Records to use

'''

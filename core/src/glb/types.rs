//! Data types exchanged between the pipeline stages.

use std::collections::BTreeMap;

use crate::texture::Blob;

/// An embedded image extracted from a container.
///
/// Owns its bytes through a [`Blob`], independent of the raw block it was
/// sliced from.
#[derive(Debug, Clone)]
pub struct TextureInfo {
    /// Position in the document's `images` array.
    pub index: usize,
    /// Display name (texture name, image name, or `"Texture {index}"`).
    pub name: String,
    /// Decoded pixel width.
    pub original_width: u32,
    /// Decoded pixel height.
    pub original_height: u32,
    /// The current image bytes.
    pub blob: Blob,
    /// MIME type of the current bytes.
    pub mime_type: String,
    /// `images[index].bufferView`.
    pub buffer_view_index: usize,
    /// Set once the bytes have been substituted by an edit.
    pub is_replaced: bool,
}

impl TextureInfo {
    /// Resolvable reference to the current bytes.
    pub fn url(&self) -> String {
        self.blob.url()
    }
}

/// New bytes for one image.
#[derive(Debug, Clone, PartialEq, Eq)]
pub struct Replacement {
    /// Encoded image bytes.
    pub data: Vec<u8>,
    /// MIME type written back into `images[i].mimeType`.
    pub mime_type: String,
}

impl Replacement {
    /// Create a replacement payload.
    pub fn new(data: Vec<u8>, mime_type: impl Into<String>) -> Self {
        Self {
            data,
            mime_type: mime_type.into(),
        }
    }
}

/// Image index → replacement. Absent images keep their original bytes.
pub type ReplacementMap = BTreeMap<usize, Replacement>;

/// Knobs for [`rebuild_with`](super::rebuild_with).
#[derive(Debug, Clone, Copy, PartialEq, Eq)]
pub struct RebuildOptions {
    /// Alignment of every rewritten `byteOffset`, in bytes.
    ///
    /// With the default of 1 each offset is exactly the sum of the preceding
    /// lengths. Larger powers of two insert zero padding between views.
    pub view_alignment: u32,
}

impl Default for RebuildOptions {
    fn default() -> Self {
        Self { view_alignment: 1 }
    }
}
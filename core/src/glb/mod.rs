//! Binary glTF / VRM container codec.
//!
//! Three stages used in strict pipeline order:
//!
//! 1. [`parse_container`] splits the container into the structural document
//!    (a generic JSON tree) and the raw-data block.
//! 2. [`extract_textures`] slices every embedded image out of the raw block
//!    into an independently owned [`TextureInfo`] with decoded dimensions.
//! 3. [`rebuild`] / [`rebuild_with`] take a [`ReplacementMap`] keyed by image
//!    index and emit a new container with every bufferView offset recomputed.
//!
//! The rebuilder never looks at extracted handles, so anything that can fill
//! a replacement map (UI, script, test) can drive it.
//!
//! # Example
//!
//! ```ignore
//! use vrmtex_core::glb::{parse_container, rebuild, Replacement, ReplacementMap};
//!
//! let data = std::fs::read("avatar.vrm").unwrap();
//! let container = parse_container(&data).unwrap();
//!
//! let mut replacements = ReplacementMap::new();
//! replacements.insert(0, Replacement::new(std::fs::read("hair.png").unwrap(), "image/png"));
//!
//! let out = rebuild(&container.document, container.bin, &replacements).unwrap();
//! std::fs::write("avatar_edited.vrm", &out).unwrap();
//! ```
//!
//! # Limits
//!
//! Only single-buffer documents with an embedded BIN chunk are rebuilt.
//! External resources and sparse accessors are out of scope.

mod container;
pub mod document;
mod error;
mod extractor;
mod rebuilder;
#[cfg(test)]
pub(crate) mod tests;
mod types;

pub use container::{
    CHUNK_BIN, CHUNK_HEADER_LEN, CHUNK_JSON, Container, GLB_MAGIC, GLB_VERSION, HEADER_LEN,
    parse_container, write_container,
};
pub use error::{ChunkKind, ExtractError, FormatError, MalformedBufferView, RebuildError};
pub use extractor::extract_textures;
pub use rebuilder::{rebuild, rebuild_with};
pub use types::{RebuildOptions, Replacement, ReplacementMap, TextureInfo};
//! Application state wiring the build manager to its adapters.
//!
//! `BuildManager` is generic over the store and the game client; AppState
//! pins it to the SQLite store and the reqwest game client.

use std::path::PathBuf;
use std::sync::Arc;

use secrecy::SecretString;

use buildman_core::service::BuildManager;
use buildman_infra::config::load_global_config;
use buildman_infra::filesystem::{ensure_data_dir, resolve_data_dir};
use buildman_infra::http::client::HttpGameClient;
use buildman_infra::sqlite::kv::SqliteKvStore;
use buildman_infra::sqlite::pool::{DatabasePool, database_url};
use buildman_types::config::GlobalConfig;

pub type ConcreteBuildManager = BuildManager<SqliteKvStore, HttpGameClient>;

/// Shared application state. Used by both CLI commands and REST handlers.
#[derive(Clone)]
pub struct AppState {
    pub manager: Arc<ConcreteBuildManager>,
    pub config: Arc<GlobalConfig>,
    pub data_dir: PathBuf,
}

impl AppState {
    /// Resolve the data directory, read `config.toml` and open the store.
    pub async fn init(session: Option<SecretString>) -> anyhow::Result<Self> {
        let data_dir = resolve_data_dir();
        ensure_data_dir(&data_dir).await?;
        let config = load_global_config(&data_dir).await;
        Self::open(data_dir, config, session).await
    }

    /// Open the store inside `data_dir` and restore the manager from it.
    pub async fn open(
        data_dir: PathBuf,
        config: GlobalConfig,
        session: Option<SecretString>,
    ) -> anyhow::Result<Self> {
        let pool = DatabasePool::new(&database_url(&data_dir)).await?;
        let store = Arc::new(SqliteKvStore::new(pool));
        let client = Arc::new(HttpGameClient::new(&config, session)?);
        let manager = BuildManager::load(store, client).await?;

        tracing::debug!(
            data_dir = %data_dir.display(),
            game_url = %config.game_url,
            "application state ready"
        );

        Ok(Self {
            manager: Arc::new(manager),
            config: Arc::new(config),
            data_dir,
        })
    }
}
//! Active Build Tracker: which build the live account reflects, and the
//! serial queue every apply goes through.

use std::sync::Arc;

use tokio::sync::{Mutex, RwLock};
use tracing::Instrument;

use buildman_types::build::Build;
use buildman_types::current::ActiveState;
use buildman_types::error::{ChangeError, RepositoryError};
use buildman_types::storage::CURRENT_KEY;

use crate::change::ChangeOrchestrator;
use crate::game::client::GameClient;
use crate::storage::kv_store::KvStore;
use crate::storage::{read_value, write_value};

use super::build::BuildRepository;

pub struct ActiveBuildTracker<S: KvStore, C: GameClient> {
    store: Arc<S>,
    orchestrator: Arc<ChangeOrchestrator<C>>,
    /// Held for the whole of a run. Tokio's mutex is fair, so queued
    /// changes run in call order.
    queue: Mutex<()>,
    current: RwLock<Option<Build>>,
}

impl<S: KvStore, C: GameClient> ActiveBuildTracker<S, C> {
    /// Restore the persisted selection.
    pub async fn load(
        store: Arc<S>,
        orchestrator: Arc<ChangeOrchestrator<C>>,
    ) -> Result<Self, RepositoryError> {
        let current: Option<Build> = read_value(store.as_ref(), CURRENT_KEY).await?;
        Ok(Self {
            store,
            orchestrator,
            queue: Mutex::new(()),
            current: RwLock::new(current),
        })
    }

    pub fn orchestrator(&self) -> &ChangeOrchestrator<C> {
        &self.orchestrator
    }

    /// Queue a change to `target`, or a clear when `target` is `None`.
    ///
    /// Waits for every earlier change to settle, then diffs against the
    /// settled current build (or forces when there is none or `force` is
    /// set). Success makes the target current; failure clears the current
    /// build, since the live state is then unknown. Either way the result
    /// is persisted.
    pub async fn change(&self, target: Option<Build>, force: bool) -> Result<Option<Build>, ChangeError> {
        let span = tracing::info_span!(
            "apply",
            build.id = target.as_ref().map(|b| b.id.as_str()).unwrap_or(""),
            force
        );
        async move {
            let _turn = self.queue.lock().await;
            let from = self.current.read().await.clone();

            let outcome = match &target {
                None => Ok(None),
                Some(to) => match (&from, force) {
                    (Some(from), false) => self.orchestrator.diff(from, to).await,
                    _ => self.orchestrator.force(to).await,
                }
                .map(Some),
            };

            let next = outcome.as_ref().ok().cloned().flatten();
            *self.current.write().await = next.clone();
            let persisted = self.persist(next.as_ref()).await;

            match outcome {
                Ok(applied) => {
                    persisted?;
                    Ok(applied)
                }
                Err(err) => {
                    if let Err(store_err) = persisted {
                        tracing::warn!(error = %store_err, "failed to persist cleared selection");
                    }
                    Err(err)
                }
            }
        }
        .instrument(span)
        .await
    }

    /// Forget the current build without touching the game.
    pub async fn clear(&self) -> Result<(), ChangeError> {
        self.change(None, false).await.map(|_| ())
    }

    pub async fn state(&self) -> ActiveState {
        if self.queue.try_lock().is_err() {
            return ActiveState::Applying;
        }
        match self.current.read().await.clone() {
            Some(build) => ActiveState::Applied(build),
            None => ActiveState::Empty,
        }
    }

    pub async fn current(&self) -> Option<Build> {
        self.current.read().await.clone()
    }

    /// Whether `build` is exactly the current build.
    pub async fn equals(&self, build: &Build) -> bool {
        self.current.read().await.as_ref() == Some(build)
    }

    /// True when there is a current build and the repository no longer
    /// holds an identical entry for it.
    pub async fn is_expired(&self, repository: &BuildRepository<S>) -> bool {
        match self.current().await {
            Some(current) => repository.find_equal(&current).await.is_none(),
            None => false,
        }
    }

    /// Follow a rename of the current build's stored entry. Any other
    /// difference is left alone so the current build shows as expired.
    pub async fn note_updated(&self, updated: &Build) -> Result<bool, RepositoryError> {
        let mut current = self.current.write().await;
        let Some(build) = current.as_mut() else {
            return Ok(false);
        };
        if build.id != updated.id || build.name == updated.name || !build.differs_only_by_name(updated) {
            return Ok(false);
        }

        build.name = updated.name.clone();
        tracing::debug!(id = %build.id, name = %build.name, "renamed current build");
        self.persist(current.as_ref()).await?;
        Ok(true)
    }

    async fn persist(&self, current: Option<&Build>) -> Result<(), RepositoryError> {
        write_value(self.store.as_ref(), CURRENT_KEY, &current).await
    }
}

'''

Where in the records above does the word "SqliteKvStore" appear? Copy each line that holds it.

use buildman_infra::sqlite::kv::SqliteKvStore;
pub type ConcreteBuildManager = BuildManager<SqliteKvStore, HttpGameClient>;
        let store = Arc::new(SqliteKvStore::new(pool));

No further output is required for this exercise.